International career
- Australia U17

Managerial career
- 2020–2021: Sydney United 58 FC (Under 20's)
- 2022: Sydney United 58 FC Assistant

= Jason Trifiro =

Australian soccer player

Jason Trifiro (born 3 June 1988) is a former Australian football (soccer) player.

==Career==
Trifiro started his career in the semi-professional lower leagues in Australia, playing in New South Wales for National Premier Leagues NSW clubs Marconi Stallions, APIA Leichhardt and the South Coast Wolves. In 2011, he moved to Victoria where he played the 2011 Victorian Premier League with Northcote alongside his brother, before they both moved to ex-NSL heavyweight South Melbourne in the National Premier Leagues Victoria.

In 2012 Trifiro was signed as one of the inaugural players for Western Sydney Wanderers. In 2014, he signed a one-year extension with the club. Following the 2014–15 A-League, Trifiro was one of a swathe of players released from the Wanderers, following a poor season in which the club narrowly avoided the wooden spoon, finishing 9th.

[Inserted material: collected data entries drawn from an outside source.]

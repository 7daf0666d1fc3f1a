//! Team configuration supplied by the caller.
//!
//! The original product kept this in ad hoc browser-local state; here it is
//! an explicit value passed into every estimation/scheduling call, with
//! persistence delegated to an injected settings store.

use serde::{Deserialize, Serialize};

/// How the team works through the roadmap.
#[derive(Debug, Clone, Copy, PartialEq, Eq, Serialize, Deserialize)]
#[serde(rename_all = "lowercase")]
pub enum WorkMode {
    /// Several tracks pull features concurrently
    Parallel,
    /// One track works features back-to-back
    Sequential,
}

/// Errors raised by team-configuration validation.
#[derive(Debug, Clone, PartialEq, thiserror::Error)]
pub enum ConfigError {
    /// Velocity must be a positive, finite number of points per week
    #[error("team velocity must be a positive number, got {0}")]
    InvalidVelocity(f64),

    /// Parallel mode needs at least one track
    #[error("team size must be at least 1 in parallel mode")]
    InvalidTeamSize,
}

/// Caller-supplied team configuration for a calculation call.
#[derive(Debug, Clone, Copy, PartialEq, Serialize, Deserialize)]
pub struct TeamConfig {
    /// Work mode used by the completion forecast
    pub work_mode: WorkMode,

    /// Number of parallel tracks (meaningful only in parallel mode)
    pub team_size: usize,

    /// Story points one track completes per week
    pub team_velocity: f64,
}

impl Default for TeamConfig {
    fn default() -> Self {
        Self {
            work_mode: WorkMode::Parallel,
            team_size: 2,
            team_velocity: 10.0,
        }
    }
}

impl TeamConfig {
    /// Validate the configuration.
    ///
    /// Velocity must always be positive and finite; team size must be at
    /// least 1 when the work mode is parallel. Callers are expected to
    /// validate before estimating, and both engine entry points also check
    /// so that an invalid configuration fails fast instead of producing
    /// NaN or infinite durations.
    pub fn validate(&self) -> Result<(), ConfigError> {
        if !self.team_velocity.is_finite() || self.team_velocity <= 0.0 {
            return Err(ConfigError::InvalidVelocity(self.team_velocity));
        }
        if self.work_mode == WorkMode::Parallel && self.team_size == 0 {
            return Err(ConfigError::InvalidTeamSize);
        }
        Ok(())
    }
}
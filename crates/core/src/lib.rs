//! Shipcast core data models.
//!
//! This crate defines the data structures shared by the time-to-market
//! estimation engine: feature documents as read from the product document
//! store, the caller-supplied team configuration, and the derived
//! estimation/portfolio outputs.

#![warn(missing_docs)]

// Inputs
mod feature;
mod config;

// Derived outputs
mod estimate;
mod summary;

// Feature & inputs
pub use feature::{EstimationInputs, Feature, WorkflowStatus, TECH_DEBT_TAG};

// Team configuration
pub use config::{ConfigError, TeamConfig, WorkMode};

// Estimation outputs
pub use estimate::{round1, BreakdownStep, DeliveryStatus, EstimationResult, WEEKS_PER_MONTH};

// Portfolio outputs
pub use summary::{PortfolioSummary, ProjectCompletion, StatusCounts, WorkflowCounts};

On 16 September 2015, Melbourne City signed Trifiro as their last signing on their roster.

On 28 April 2016, Trifiro was released by Melbourne City.

==Personal life==
Jason's brother Glen Trifiro plays for Sydney United in the National Premier Leagues NSW.

The brothers run a football clinic called Futboltec. Its aims are to improve the technical aspects of young players' game, including passing, finishing, and overall awareness.